▸ **Information supplied**:
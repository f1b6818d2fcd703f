//! Parsing of human-readable schedule strings
//!
//! Every form is read relative to the acting user's timezone so that
//! "tomorrow 9am" means 9am where the user is, not 9am UTC.

use chrono::{DateTime, Duration, Utc};
use chrono_tz::Tz;

use crate::error::{Result, SocialElfError};
use crate::timezone::TimezoneResolver;

/// Parse a schedule string into a UTC instant
///
/// Supports, in order of precedence:
/// - Relative durations: "30m", "2h", "1day", "in 2h", "+45m"
/// - Absolute times: "2025-06-01 09:00", "2025-06-01T09:00", RFC 3339
/// - Natural language: "friday 3pm", "tomorrow"
pub fn parse_schedule(input: &str, tz: Tz) -> Result<DateTime<Utc>> {
    parse_schedule_at(input, tz, Utc::now())
}

/// Same as [`parse_schedule`] with an explicit reference instant
pub fn parse_schedule_at(input: &str, tz: Tz, now: DateTime<Utc>) -> Result<DateTime<Utc>> {
    let input = input.trim();
    if input.is_empty() {
        return Err(SocialElfError::Validation(
            "Schedule string cannot be empty".to_string(),
        ));
    }

    if let Some(duration) = parse_relative(input)? {
        return Ok(now + duration);
    }

    if let Ok(instant) = TimezoneResolver::default().parse_absolute(input, tz) {
        return Ok(instant);
    }

    chrono_english::parse_date_string(input, now.with_timezone(&tz), chrono_english::Dialect::Us)
        .map(|local| local.with_timezone(&Utc))
        .map_err(|_| {
            SocialElfError::Validation(format!("Could not parse schedule string: {}", input))
        })
}

/// `Ok(None)` when the input is not a duration at all
fn parse_relative(input: &str) -> Result<Option<Duration>> {
    let trimmed = input
        .strip_prefix('+')
        .or_else(|| input.strip_prefix("in "))
        .unwrap_or(input)
        .trim();

    let Ok(std_duration) = humantime::parse_duration(trimmed) else {
        return Ok(None);
    };

    Duration::from_std(std_duration)
        .map(Some)
        .map_err(|_| SocialElfError::Validation(format!("Duration out of range: {}", input)))
}

#[cfg(test)]
mod tests {
    use super::*;
    use chrono::{TimeZone, Timelike};

    fn reference() -> DateTime<Utc> {
        Utc.with_ymd_and_hms(2025, 6, 10, 12, 0, 0).unwrap()
    }

    #[test]
    fn test_relative_durations() {
        let tz = chrono_tz::UTC;
        let now = reference();

        assert_eq!(parse_schedule_at("30m", tz, now).unwrap(), now + Duration::minutes(30));
        assert_eq!(parse_schedule_at("2h", tz, now).unwrap(), now + Duration::hours(2));
        assert_eq!(parse_schedule_at("1day", tz, now).unwrap(), now + Duration::days(1));
        assert_eq!(parse_schedule_at("in 2h", tz, now).unwrap(), now + Duration::hours(2));
        assert_eq!(parse_schedule_at("+45m", tz, now).unwrap(), now + Duration::minutes(45));
    }

    #[test]
    fn test_absolute_time_read_in_user_zone() {
        let tz = chrono_tz::America::New_York;
        let instant = parse_schedule_at("2025-06-11 09:00", tz, reference()).unwrap();
        // EDT is UTC-4 in June
        assert_eq!(instant, Utc.with_ymd_and_hms(2025, 6, 11, 13, 0, 0).unwrap());
    }

    #[test]
    fn test_rfc3339_keeps_its_offset() {
        let instant =
            parse_schedule_at("2025-06-11T09:00:00+02:00", chrono_tz::Asia::Tokyo, reference())
                .unwrap();
        assert_eq!(instant, Utc.with_ymd_and_hms(2025, 6, 11, 7, 0, 0).unwrap());
    }

    #[test]
    fn test_natural_language_uses_user_zone() {
        let tz = chrono_tz::Europe::Berlin;
        let instant = parse_schedule_at("friday 3pm", tz, reference()).unwrap();
        let local = instant.with_timezone(&tz);

        assert_eq!(local.hour(), 15);
        assert!(instant > reference());
    }

    #[test]
    fn test_empty_string_rejected() {
        let err = parse_schedule("   ", chrono_tz::UTC).unwrap_err();
        assert!(err.to_string().contains("cannot be empty"));
    }

    #[test]
    fn test_gibberish_rejected() {
        let err = parse_schedule("whenever you feel like it", chrono_tz::UTC).unwrap_err();
        assert_eq!(err.exit_code(), 3);
    }
}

▸ **What is being asked**: From the records above, copy only the lines starting with the line that holds "not 9am UTC." and going on through the line that holds "let input = input.trim();", exactly as written.

▸ **Problem solution**:
//! "tomorrow 9am" means 9am where the user is, not 9am UTC.

use chrono::{DateTime, Duration, Utc};
use chrono_tz::Tz;

use crate::error::{Result, SocialElfError};
use crate::timezone::TimezoneResolver;

/// Parse a schedule string into a UTC instant
///
/// Supports, in order of precedence:
/// - Relative durations: "30m", "2h", "1day", "in 2h", "+45m"
/// - Absolute times: "2025-06-01 09:00", "2025-06-01T09:00", RFC 3339
/// - Natural language: "friday 3pm", "tomorrow"
pub fn parse_schedule(input: &str, tz: Tz) -> Result<DateTime<Utc>> {
    parse_schedule_at(input, tz, Utc::now())
}

/// Same as [`parse_schedule`] with an explicit reference instant
pub fn parse_schedule_at(input: &str, tz: Tz, now: DateTime<Utc>) -> Result<DateTime<Utc>> {
    let input = input.trim();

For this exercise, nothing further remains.